Section 3056(c)(2) lays out additional requirements the commission must address regarding fundraising for a potential museum. The commission must plan for the establishment, operation, and maintenance of the museum solely through public contributions. The goal of these plans should be to endow the museum in perpetuity, without reliance on any federal funding. The commission must also consider what role the National Women's History Museum—a nonprofit organization established in 1996 to promote the establishment of a national women's history museum—should play in the fundraising plan. The commission is required to seek an independent review of the viability of its fundraising recommendations.
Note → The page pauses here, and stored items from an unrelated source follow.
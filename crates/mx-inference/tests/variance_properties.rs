//! Properties of the variance engine that hold across estimators:
//! - heteroscedastic variance is the diagonal special case of cross-correlation
//! - clustered estimates do not depend on row order
//! - restricting a structure is idempotent
//! - unit and all-ones weights give identical results
//! - frequency weights match replicated rows

use approx::assert_relative_eq;
use mx_inference::{
    CorrStructure, CrossCorrelation, Dataset, Estimator, Fit, Kernel, Microdata, MissingCluster, Ols, Poisson,
    Weights, INTERCEPT,
};
use rand::rngs::StdRng;
use rand::{Rng, SeedableRng};
use rand_distr::{Distribution, Normal};

struct Panel {
    y: Vec<f64>,
    x: Vec<f64>,
    count: Vec<f64>,
    firm: Vec<u64>,
    year: Vec<f64>,
}

fn panel(firms: usize, years: usize, seed: u64) -> Panel {
    let mut rng = StdRng::seed_from_u64(seed);
    let eps = Normal::new(0.0, 1.0).unwrap();
    let mut p = Panel { y: vec![], x: vec![], count: vec![], firm: vec![], year: vec![] };
    for f in 0..firms {
        let effect: f64 = eps.sample(&mut rng);
        for t in 0..years {
            let x: f64 = eps.sample(&mut rng) + 1.5 * effect;
            p.y.push(1.0 + 0.5 * x + effect + eps.sample(&mut rng));
            p.count.push(rng.random_range(0..5) as f64);
            p.x.push(x);
            p.firm.push(f as u64);
            p.year.push(t as f64);
        }
    }
    p
}

fn dataset(p: &Panel, order: &[usize]) -> Dataset {
    let pick = |v: &[f64]| order.iter().map(|&i| v[i]).collect::<Vec<f64>>();
    Dataset::new()
        .with_column("y", pick(&p.y))
        .unwrap()
        .with_column("x", pick(&p.x))
        .unwrap()
        .with_column("count", pick(&p.count))
        .unwrap()
}

fn ols(ds: &Dataset, corr: CorrStructure) -> Ols {
    let md = Microdata::builder(ds).response("y").control(&["x", INTERCEPT]).corr(corr).build().unwrap();
    Ols::fit(&md).unwrap()
}

#[test]
fn heteroscedastic_is_diagonal_cross_correlation() {
    let p = panel(30, 4, 1);
    let n = p.y.len();
    let order: Vec<usize> = (0..n).collect();
    let ds = dataset(&p, &order);

    let hetero = ols(&ds, CorrStructure::heteroscedastic());
    let diagonal = ols(&ds, CorrStructure::cross(CrossCorrelation::from_pairs(n, &[]).unwrap()));
    assert_eq!(hetero.coef(), diagonal.coef());
    assert_relative_eq!(hetero.vcov().unwrap(), diagonal.vcov().unwrap(), max_relative = 1e-12);

    // A time kernel with a bandwidth below the smallest gap is diagonal too.
    let times: Vec<f64> = (0..n).map(|i| i as f64).collect();
    let narrow = CrossCorrelation::time(&times, 0.5, Kernel::Bartlett).unwrap();
    assert_eq!(narrow.nnz(), n);
    let kernel = ols(&ds, CorrStructure::cross(narrow));
    assert_relative_eq!(hetero.vcov().unwrap(), kernel.vcov().unwrap(), max_relative = 1e-12);
}

#[test]
fn clustered_variance_ignores_row_order() {
    let p = panel(40, 5, 2);
    let n = p.y.len();
    let forward: Vec<usize> = (0..n).collect();
    let shuffled: Vec<usize> = (0..n).map(|i| (i * 37 + 11) % n).collect();
    let mut seen = shuffled.clone();
    seen.sort_unstable();
    assert_eq!(seen, forward);

    let a = ols(&dataset(&p, &forward), CorrStructure::clustered(forward.iter().map(|&i| p.firm[i])));
    let b = ols(&dataset(&p, &shuffled), CorrStructure::clustered(shuffled.iter().map(|&i| p.firm[i])));
    assert_relative_eq!(a.coef(), b.coef(), epsilon = 1e-10);
    assert_relative_eq!(a.vcov().unwrap(), b.vcov().unwrap(), epsilon = 1e-12, max_relative = 1e-9);

    // Clustering on firms inflates the slope variance relative to HC1.
    let hetero = ols(&dataset(&p, &forward), CorrStructure::heteroscedastic());
    assert!(a.vcov().unwrap()[(0, 0)] > hetero.vcov().unwrap()[(0, 0)]);
}

#[test]
fn restriction_is_idempotent() {
    let p = panel(10, 6, 3);
    let n = p.y.len();
    let mask: Vec<bool> = (0..n).map(|i| i % 4 != 1).collect();
    let kept = mask.iter().filter(|m| **m).count();

    let clustered = CorrStructure::clustered(p.firm.iter().copied());
    let once = clustered.restrict(&mask).unwrap();
    assert_eq!(once.restrict(&vec![true; kept]).unwrap(), once);
    assert_eq!(once.len(), Some(kept));

    let kernel = CorrStructure::cross(CrossCorrelation::time(&p.year, 2.0, Kernel::Parzen).unwrap());
    let once = kernel.restrict(&mask).unwrap();
    assert_eq!(once.restrict(&vec![true; kept]).unwrap(), once);
    // The original is untouched.
    assert_eq!(kernel.len(), Some(n));

    assert!(matches!(clustered.restrict(&[true, false]), Err(mx_core::Error::IncompatibleStructure(_))));
}

#[test]
fn missing_cluster_ids() {
    let p = panel(12, 3, 4);
    let n = p.y.len();
    let ds = dataset(&p, &(0..n).collect::<Vec<_>>());
    let ids: Vec<Option<u64>> = p.firm.iter().enumerate().map(|(i, f)| if i % 5 == 0 { None } else { Some(*f) }).collect();

    let excluded = ols(&ds, CorrStructure::clustered_with_missing(ids.clone(), MissingCluster::Exclude));
    assert_eq!(excluded.sample().nrows(), n - (0..n).filter(|i| i % 5 == 0).count());

    let singleton = ols(&ds, CorrStructure::clustered_with_missing(ids, MissingCluster::Singleton));
    assert_eq!(singleton.sample().nrows(), n);
    assert!(singleton.stderr().unwrap().iter().all(|s| s.is_finite()));
}

#[test]
fn unit_and_all_ones_weights_match_exactly() {
    let p = panel(20, 3, 5);
    let n = p.y.len();
    let ds = dataset(&p, &(0..n).collect::<Vec<_>>());
    let base = Microdata::builder(&ds).response("count").control(&["x", INTERCEPT]);
    let unit = base.build().unwrap();
    let ones = Microdata::builder(&ds)
        .response("count")
        .control(&["x", INTERCEPT])
        .weights(Weights::Analytic(vec![1.0; n]))
        .build()
        .unwrap();

    let (a, b) = (Ols::fit(&unit).unwrap(), Ols::fit(&ones).unwrap());
    assert_eq!(a.coef(), b.coef());
    assert_eq!(a.vcov().unwrap(), b.vcov().unwrap());

    let (a, b) = (Poisson::fit(&unit).unwrap(), Poisson::fit(&ones).unwrap());
    assert_eq!(a.coef(), b.coef());
}

#[test]
fn frequency_weights_replicate_rows() {
    let p = panel(15, 2, 6);
    let n = p.y.len();
    let counts: Vec<usize> = (0..n).map(|i| 1 + i % 3).collect();
    let ds = dataset(&p, &(0..n).collect::<Vec<_>>());
    let replicated: Vec<usize> = (0..n).flat_map(|i| std::iter::repeat(i).take(counts[i])).collect();
    let long = dataset(&p, &replicated);

    let weighted = Microdata::builder(&ds)
        .response("y")
        .control(&["x", INTERCEPT])
        .weights(Weights::Frequency(counts.iter().map(|&c| c as f64).collect()))
        .build()
        .unwrap();
    let a = Ols::fit(&weighted).unwrap();
    let b = ols(&long, CorrStructure::heteroscedastic());
    assert_eq!(a.nobs(), replicated.len() as f64);
    assert_relative_eq!(a.coef(), b.coef(), epsilon = 1e-10);
    assert_relative_eq!(a.vcov().unwrap(), b.vcov().unwrap(), epsilon = 1e-12, max_relative = 1e-8);
}

#[test]
fn homoscedastic_structure_uses_scale_estimate() {
    let p = panel(40, 2, 7);
    let n = p.y.len();
    let ds = dataset(&p, &(0..n).collect::<Vec<_>>());
    let m = ols(&ds, CorrStructure::homoscedastic(Default::default()));
    let u = m.residuals();
    let x = m.sample().regressors();
    let s2 = u.norm_squared() / (n as f64 - 2.0);
    let expected = (x.transpose() * &x).try_inverse().unwrap() * s2;
    assert_relative_eq!(m.vcov().unwrap(), &expected, epsilon = 1e-12, max_relative = 1e-9);
}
The Commission to Study the Potential Creation of a National Women's History Museum may not rely on federal funds to pay its members or implement its programs. Commission members must serve without pay, although their travel expenses may be reimbursed from funds the commission raises. The commission is authorized, however, to hire an executive director and staff (if it can raise the funds to pay for them). It may ask federal agencies for technical assistance, but no federal employee may be detailed to work for the commission. The commission must self-terminate 30 days after submission of its reports to the president and Congress. However, the commission is authorized to host a national conference regarding a potential National Women's History Museum before its work ends.

==Commission members==
Pursuant to federal law, the following members of the Commission to Study the Potential Creation of a National Women's History Museum were appointed by the Speaker of the House:
- Marilyn Musgrave, a former Representative from the 4th District of Colorado, and currently project director of the Susan B. Anthony List, a nonprofit supporting pro-life candidate for political office.
- Kathy Wills Wright, former deputy director of the USA Freedom Corps under President George W. Bush

The following members were appointed by the Senate Majority Leader:
- Jane Abraham, General Chairman of the Susan B. Anthony List
- Bridget M. Bush, a lawyer with the firm of Landrum & Shouse in Lexington, Kentucky, and founder of the politically conservative blog Elephants in the Blue Grass

The following members were appointed by the House Minority Leader:
- Pat Mitchell, Executive Chairman of The Paley Center for Media and former president and CEO of PBS
- Emily Kernan Rafferty, former president of the Metropolitan Museum of Art, member of the board of directors of the National September 11 Memorial & Museum, and chair of the board of directors of the Federal Reserve Bank of New York

The following members were appointed by the Senate Minority Leader:
- Mary Boies, lawyer and co-founder of the law firm Boies & McInnis, former Vice President of CBS and former general counsel if the Civil Aeronautics Board
- Maria Socorro Pesqueira, President & CEO of Mujeres Latinas en Accion (Latin Women in Action), a Chicago-based social service agency

The Commission to Study the Potential Creation of a National Women's History Museum should not be confused with the National Women's History Museum Inc., a private, nonprofit foundation established in 1996 to promote the creation of a national women's history museum in Washington, D.C. The chair of the nonprofit's board of directors is Susan Whiting, and its chief executive officer is Joan Wages.